Perfect competition and pure monopoly represent the two extreme possibilities for a market’s structure. The structure of almost all markets, however, falls somewhere between these two extremes. This section considers two market structures, monopolistic competition and oligopoly, which lie between the extreme cases of perfect competition and monopoly. Monopolistic competition, as its name suggests, is a combination of monopoly and competition. However, monopolistic competition is more closely related to perfect competition than to monopoly. Oligopoly is also a combination of monopoly and competition, but it is more closely related to monopoly than to perfect competition.
Three conditions characterize a monopolistically competitive market. First, the market has many firms, none of which is large. Second, there is free entry and exit into the market; there are no barriers to entry or exit. Third, each firm in the market produces a differentiated product. This last condition is what distinguishes monopolistic competition from perfect competition.
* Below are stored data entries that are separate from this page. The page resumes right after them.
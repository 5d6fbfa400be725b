//! MeSH concept identifiers, kinds and categories.

use serde::{Deserialize, Serialize};
use std::fmt;
use std::str::FromStr;

use crate::{Error, PathCode, Result};

/// Kind of a MeSH concept, decided by its identifier prefix
#[derive(Debug, Clone, Copy, PartialEq, Eq, Hash, Serialize, Deserialize)]
pub enum ConceptKind {
    /// Descriptor with a position in the tree (`D` prefix)
    MainHeading,
    /// Supplementary/narrow concept without a tree position (`C` prefix)
    Narrow,
}

/// A validated MeSH identifier: `C` or `D` followed by 6 or 9 digits
#[derive(Debug, Clone, PartialEq, Eq, Hash, PartialOrd, Ord, Serialize, Deserialize)]
#[serde(try_from = "String", into = "String")]
pub struct ConceptId(String);

impl ConceptId {
    pub fn parse(s: &str) -> Result<Self> {
        if Self::is_valid(s) {
            Ok(Self(s.to_string()))
        } else {
            Err(Error::InvalidConceptId(s.to_string()))
        }
    }

    /// Old identifiers carry 6 digits, newer ones 9
    pub fn is_valid(s: &str) -> bool {
        let bytes = s.as_bytes();
        matches!(bytes.len(), 7 | 10)
            && matches!(bytes[0], b'C' | b'D')
            && bytes[1..].iter().all(u8::is_ascii_digit)
    }

    #[inline]
    #[must_use]
    pub fn kind(&self) -> ConceptKind {
        if self.0.starts_with('D') {
            ConceptKind::MainHeading
        } else {
            ConceptKind::Narrow
        }
    }

    #[inline]
    #[must_use]
    pub fn is_narrow(&self) -> bool {
        self.kind() == ConceptKind::Narrow
    }

    #[inline]
    #[must_use]
    pub fn as_str(&self) -> &str {
        &self.0
    }
}

impl fmt::Display for ConceptId {
    fn fmt(&self, f: &mut fmt::Formatter<'_>) -> fmt::Result {
        f.write_str(&self.0)
    }
}

impl FromStr for ConceptId {
    type Err = Error;

    fn from_str(s: &str) -> Result<Self> {
        Self::parse(s)
    }
}

impl TryFrom<String> for ConceptId {
    type Error = Error;

    fn try_from(s: String) -> Result<Self> {
        if Self::is_valid(&s) {
            Ok(Self(s))
        } else {
            Err(Error::InvalidConceptId(s))
        }
    }
}

impl From<ConceptId> for String {
    fn from(id: ConceptId) -> Self {
        id.0
    }
}

/// MeSH tree categories plus the synthetic `all`
#[derive(Debug, Clone, Copy, PartialEq, Eq, Hash, PartialOrd, Ord, Serialize, Deserialize)]
#[serde(try_from = "String", into = "String")]
pub enum Category {
    A, B, C, D, E, F, G, H, I, J, K, L, M, N, V, Z,
    All,
}

impl Category {
    /// Every real tree category, in MeSH order
    pub const TREES: [Category; 16] = [
        Category::A, Category::B, Category::C, Category::D,
        Category::E, Category::F, Category::G, Category::H,
        Category::I, Category::J, Category::K, Category::L,
        Category::M, Category::N, Category::V, Category::Z,
    ];

    /// Category of a tree letter; `None` for letters MeSH does not use
    pub fn from_letter(letter: char) -> Option<Self> {
        Self::TREES.iter().copied().find(|c| c.letter() == Some(letter))
    }

    pub fn letter(self) -> Option<char> {
        let letter = match self {
            Category::A => 'A',
            Category::B => 'B',
            Category::C => 'C',
            Category::D => 'D',
            Category::E => 'E',
            Category::F => 'F',
            Category::G => 'G',
            Category::H => 'H',
            Category::I => 'I',
            Category::J => 'J',
            Category::K => 'K',
            Category::L => 'L',
            Category::M => 'M',
            Category::N => 'N',
            Category::V => 'V',
            Category::Z => 'Z',
            Category::All => return None,
        };
        Some(letter)
    }

    #[inline]
    #[must_use]
    pub fn is_all(self) -> bool {
        self == Category::All
    }

    /// Whether a tree code lives in this category (`all` admits every code)
    pub fn admits(self, code: &PathCode) -> bool {
        self.is_all() || code.category() == self
    }
}

impl fmt::Display for Category {
    fn fmt(&self, f: &mut fmt::Formatter<'_>) -> fmt::Result {
        match self.letter() {
            Some(letter) => write!(f, "{}", letter),
            None => f.write_str("all"),
        }
    }
}

impl FromStr for Category {
    type Err = Error;

    fn from_str(s: &str) -> Result<Self> {
        if s.eq_ignore_ascii_case("all") {
            return Ok(Category::All);
        }
        let mut chars = s.chars();
        match (chars.next(), chars.next()) {
            (Some(letter), None) => Self::from_letter(letter)
                .ok_or_else(|| Error::UnknownCategory(s.to_string())),
            _ => Err(Error::UnknownCategory(s.to_string())),
        }
    }
}

impl TryFrom<String> for Category {
    type Error = Error;

    fn try_from(s: String) -> Result<Self> {
        s.parse()
    }
}

impl From<Category> for String {
    fn from(category: Category) -> Self {
        category.to_string()
    }
}

/// Descriptor row: a main heading with its tree codes and corpus frequency
#[derive(Debug, Clone, PartialEq, Serialize, Deserialize)]
pub struct ConceptRecord {
    pub id: ConceptId,
    pub name: String,
    #[serde(default)]
    pub path_codes: Vec<PathCode>,
    #[serde(default)]
    pub frequency: f64,
}

impl ConceptRecord {
    pub fn new(id: ConceptId, name: impl Into<String>) -> Self {
        Self {
            id,
            name: name.into(),
            path_codes: Vec::new(),
            frequency: 0.0,
        }
    }

    #[must_use]
    pub fn with_path_code(mut self, code: PathCode) -> Self {
        self.path_codes.push(code);
        self
    }

    #[must_use]
    pub fn with_frequency(mut self, frequency: f64) -> Self {
        self.frequency = frequency;
        self
    }

    /// Categories derived from the first letter of each tree code
    pub fn categories(&self) -> Vec<Category> {
        let mut categories: Vec<Category> = self.path_codes.iter().map(PathCode::category).collect();
        categories.sort();
        categories.dedup();
        categories
    }
}

/// Narrow concept row with the main headings it maps to
#[derive(Debug, Clone, PartialEq, Serialize, Deserialize)]
pub struct NarrowRecord {
    pub id: ConceptId,
    pub name: String,
    pub broader: Vec<ConceptId>,
}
Examples of monopolistically competitive firms include restaurants, retail clothing stores, and gasoline service stations.
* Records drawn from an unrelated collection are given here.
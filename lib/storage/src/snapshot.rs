// Ontology snapshots: JSON, optionally gzip-compressed
use anyhow::{anyhow, Context, Result};
use atomicwrites::{AtomicFile, OverwriteBehavior};
use chrono::{DateTime, Utc};
use flate2::read::GzDecoder;
use flate2::write::GzEncoder;
use flate2::Compression;
use meshsim_core::{Category, ConceptId, ConceptRecord, MemoryOntology, NarrowRecord};
use serde::{Deserialize, Serialize};
use sha2::{Digest, Sha256};
use std::fs;
use std::io::{Read, Write};
use std::path::Path;
use tracing::info;

pub const SNAPSHOT_VERSION: u32 = 1;

const GZIP_MAGIC: [u8; 2] = [0x1f, 0x8b];

/// Snapshot description returned after a save
#[derive(Debug, Clone, Serialize, Deserialize)]
pub struct SnapshotDescription {
    pub name: String,
    pub creation_time: Option<String>,
    pub size: u64,
    pub checksum: String,
}

#[derive(Debug, Clone, PartialEq, Serialize, Deserialize)]
pub struct EdgeRecord {
    pub child: ConceptId,
    pub parent: ConceptId,
    pub category: Category,
}

/// Everything needed to rebuild a [`MemoryOntology`]
#[derive(Debug, Clone, PartialEq, Serialize, Deserialize)]
pub struct OntologySnapshot {
    #[serde(default = "default_version")]
    pub version: u32,
    pub concepts: Vec<ConceptRecord>,
    #[serde(default)]
    pub narrow: Vec<NarrowRecord>,
    #[serde(default)]
    pub edges: Vec<EdgeRecord>,
}

fn default_version() -> u32 {
    SNAPSHOT_VERSION
}

impl OntologySnapshot {
    pub fn from_ontology(ontology: &MemoryOntology) -> Self {
        Self {
            version: SNAPSHOT_VERSION,
            concepts: ontology.concepts().into_iter().cloned().collect(),
            narrow: ontology.narrow_concepts().into_iter().cloned().collect(),
            edges: ontology
                .edges()
                .into_iter()
                .map(|(child, parent, category)| EdgeRecord { child, parent, category })
                .collect(),
        }
    }

    /// Rebuild the store through the validating builder
    pub fn into_ontology(self) -> Result<MemoryOntology> {
        if self.version > SNAPSHOT_VERSION {
            return Err(anyhow!(
                "Snapshot version {} is newer than supported version {}",
                self.version,
                SNAPSHOT_VERSION
            ));
        }
        let mut builder = MemoryOntology::builder();
        for record in self.concepts {
            builder.add_concept(record);
        }
        for record in self.narrow {
            builder.add_narrow(record);
        }
        for edge in self.edges {
            builder.add_edge(edge.child, edge.parent, edge.category);
        }
        builder.build().context("Snapshot does not describe a valid ontology")
    }
}

fn is_gzip_path(path: &Path) -> bool {
    path.extension().and_then(|s| s.to_str()) == Some("gz")
}

fn checksum(bytes: &[u8]) -> String {
    format!("{:x}", Sha256::digest(bytes))
}

/// Write `snapshot` to `path` atomically; gzip when the path ends in `.gz`
pub fn save_snapshot(path: &Path, snapshot: &OntologySnapshot) -> Result<SnapshotDescription> {
    let json_data = serde_json::to_vec(snapshot)?;
    let bytes = if is_gzip_path(path) {
        let mut encoder = GzEncoder::new(Vec::new(), Compression::default());
        encoder.write_all(&json_data)?;
        encoder.finish()?
    } else {
        json_data
    };

    if let Some(dir) = path.parent().filter(|d| !d.as_os_str().is_empty()) {
        fs::create_dir_all(dir)?;
    }
    AtomicFile::new(path, OverwriteBehavior::AllowOverwrite)
        .write(|f| f.write_all(&bytes))
        .with_context(|| format!("Failed to write snapshot {}", path.display()))?;

    let now: DateTime<Utc> = Utc::now();
    let description = SnapshotDescription {
        name: path
            .file_name()
            .and_then(|n| n.to_str())
            .unwrap_or_default()
            .to_string(),
        creation_time: Some(now.format("%Y-%m-%dT%H:%M:%SZ").to_string()),
        size: bytes.len() as u64,
        checksum: checksum(&bytes),
    };
    info!(
        path = %path.display(),
        concepts = snapshot.concepts.len(),
        size = description.size,
        "snapshot saved"
    );
    Ok(description)
}

/// Read a snapshot, verifying its SHA-256 checksum when one is given
pub fn load_snapshot(path: &Path, expected_checksum: Option<&str>) -> Result<OntologySnapshot> {
    if !path.exists() {
        return Err(anyhow!("Snapshot '{}' not found", path.display()));
    }
    let bytes = fs::read(path).with_context(|| format!("Failed to read snapshot {}", path.display()))?;

    if let Some(expected) = expected_checksum {
        let actual = checksum(&bytes);
        if !actual.eq_ignore_ascii_case(expected) {
            return Err(anyhow!(
                "Checksum mismatch: expected {}, got {}",
                expected,
                actual
            ));
        }
    }

    let json_data = if bytes.starts_with(&GZIP_MAGIC) {
        let mut decoder = GzDecoder::new(bytes.as_slice());
        let mut json_data = Vec::new();
        decoder.read_to_end(&mut json_data)?;
        json_data
    } else {
        bytes
    };

    let snapshot: OntologySnapshot = serde_json::from_slice(&json_data)
        .with_context(|| format!("Malformed snapshot {}", path.display()))?;
    info!(
        path = %path.display(),
        concepts = snapshot.concepts.len(),
        narrow = snapshot.narrow.len(),
        edges = snapshot.edges.len(),
        "snapshot loaded"
    );
    Ok(snapshot)
}

/// Load a snapshot straight into a store
pub fn load_ontology(path: &Path, expected_checksum: Option<&str>) -> Result<MemoryOntology> {
    load_snapshot(path, expected_checksum)?.into_ontology()
}

#[cfg(test)]
mod tests {
    use super::*;
    use tempfile::TempDir;

    fn id(s: &str) -> ConceptId {
        ConceptId::parse(s).unwrap()
    }

    fn sample() -> OntologySnapshot {
        OntologySnapshot {
            version: SNAPSHOT_VERSION,
            concepts: vec![
                ConceptRecord::new(id("D000001"), "Diseases").with_path_code("C01".parse().unwrap()),
                ConceptRecord::new(id("D000002"), "Infections")
                    .with_path_code("C01.001".parse().unwrap())
                    .with_frequency(3.0),
            ],
            narrow: vec![NarrowRecord {
                id: id("C000001"),
                name: "Sepsis variant".to_string(),
                broader: vec![id("D000002")],
            }],
            edges: vec![EdgeRecord {
                child: id("D000002"),
                parent: id("D000001"),
                category: Category::C,
            }],
        }
    }

    #[test]
    fn test_save_and_load_gzip() {
        let dir = TempDir::new().unwrap();
        let path = dir.path().join("mesh.json.gz");
        let description = save_snapshot(&path, &sample()).unwrap();

        let raw = fs::read(&path).unwrap();
        assert!(raw.starts_with(&GZIP_MAGIC));
        assert_eq!(description.size, raw.len() as u64);
        assert_eq!(description.name, "mesh.json.gz");

        let loaded = load_snapshot(&path, Some(&description.checksum)).unwrap();
        assert_eq!(loaded, sample());
    }

    #[test]
    fn test_plain_json_snapshot() {
        let dir = TempDir::new().unwrap();
        let path = dir.path().join("nested").join("mesh.json");
        save_snapshot(&path, &sample()).unwrap();
        let text = fs::read_to_string(&path).unwrap();
        assert!(text.contains("\"D000002\""));
        assert!(text.contains("\"C01.001\""));
        assert_eq!(load_snapshot(&path, None).unwrap(), sample());
    }

    #[test]
    fn test_checksum_mismatch_rejected() {
        let dir = TempDir::new().unwrap();
        let path = dir.path().join("mesh.json.gz");
        save_snapshot(&path, &sample()).unwrap();
        let err = load_snapshot(&path, Some("deadbeef")).unwrap_err();
        assert!(err.to_string().contains("Checksum mismatch"));
    }

    #[test]
    fn test_missing_and_malformed_files() {
        let dir = TempDir::new().unwrap();
        assert!(load_snapshot(&dir.path().join("absent.json"), None).is_err());

        let path = dir.path().join("broken.json");
        fs::write(&path, b"{\"concepts\": [{\"id\": \"X1\"}]}").unwrap();
        assert!(load_snapshot(&path, None).is_err());
    }

    #[test]
    fn test_ontology_round_trip() {
        let ontology = sample().into_ontology().unwrap();
        assert_eq!(ontology.concept_count(), 2);
        assert_eq!(ontology.narrow_count(), 1);
        assert_eq!(ontology.edge_count(Category::C), 1);

        let again = OntologySnapshot::from_ontology(&ontology);
        assert_eq!(again, sample());
    }

    #[test]
    fn test_invalid_snapshot_rejected_by_builder() {
        let mut snapshot = sample();
        snapshot.edges.push(EdgeRecord {
            child: id("D000002"),
            parent: id("D000009"),
            category: Category::C,
        });
        assert!(snapshot.into_ontology().is_err());

        let mut snapshot = sample();
        snapshot.version = SNAPSHOT_VERSION + 1;
        assert!(snapshot.into_ontology().is_err());
    }
}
Differentiated products and monopolistic behavior. In many markets, competing firms sell products that can be differentiated from one another. A firm’s product can be differentiated in a number of different ways: by its quality, its convenience, its size, its color, its look, its taste—even by its brand name! As a firm’s product becomes more and more differentiated, the firm faces less and less competition and will be able to act more like a monopolist in its output and pricing decisions. Thus, in a monopolistically competitive industry, firms seek to differentiate their products as much as possible. Much of this differentiation is accomplished through advertising.